ET: Over 12 years ago, I heard this album “Casa”, a collection of Tom Jobim songs, by singer Paula Morelenbaum, cellist Jacques Morelenbaum and pianist Ryuichi Sakamoto (Morelenbaum2 / Sakamoto), and became obsessed with it.  Her clear voice, the music’s melancholy wistfulness (“saudade” in Portuguese), lush harmonies and complex rhythms.  It caused me seek out more Brazilian music.  I lived in NY at the time and was lucky to hear Luciana Souza live many times.  I especially loved when she played with guitarist Romero Lubambo.

However, it wasn’t until 2006, when I lived in San Francisco that I started studying Brazilian music seriously – with a great Bay Area vocalist Sandy Cressman and the pianist Marcos Silva who played with Flora Purim and Airto for many years.  Since then, I’ve been lucky enough to study with some top Brazilian musicians in NY including the bassist Nilson Matta from Trio da Paz and drummer Vanderlei Pereira, and go to Brazil a couple times to hear and study the music

BN: You seem to have an interest in Math, having studied it at university , it is said that musicians often have good aptitude to math and vice versa, do you think this is so ? and if so why ?

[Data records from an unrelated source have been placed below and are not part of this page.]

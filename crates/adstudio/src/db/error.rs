use std::path::PathBuf;
use thiserror::Error;

#[derive(Error, Debug)]
pub enum DatabaseError {
    #[error("SQLite error: {0}")]
    Sqlite(#[from] rusqlite::Error),

    #[error("IO error for path '{path}': {source}")]
    Io {
        path: PathBuf,
        #[source]
        source: std::io::Error,
    },

    #[error("Migration failed at version {version}: {reason}")]
    Migration { version: u32, reason: String },

    /// A JSON column could not be encoded or decoded.
    #[error("Corrupt column '{column}': {source}")]
    Json {
        column: &'static str,
        #[source]
        source: serde_json::Error,
    },

    #[error("Invalid value in column '{column}': {reason}")]
    InvalidValue { column: &'static str, reason: String },

    #[error("Database lock poisoned")]
    LockPoisoned,
}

ET: I noticed that a number of musicians, particularly jazz musicians have a math or technical background.  For example, both Ivan Lins and João Bosco have engineering degrees.  Analytical skills, enjoyment of problem solving, the ability for deep concentration are perhaps qualities common in both fields.

BN: You cite ” Everything But the Girl” as one of your influences , what about them or their music connects with you ?

ET: I love their acoustic music, especially the albums “Idlewild” and “Amplified Heart”.  Tracey Thorn’s voice is haunting, clear yet rich, with a jazz influence.  My favorite songs are little bittersweet vignettes.  Before I got into Brazilian music, I mainly listened to acoustic folk-pop, so other favorites from that time include Suzanne Vega, Jonatha Brooke and the Story.  I love the sound of voice and guitar.


BN: What do you think is the most important part of the musical process?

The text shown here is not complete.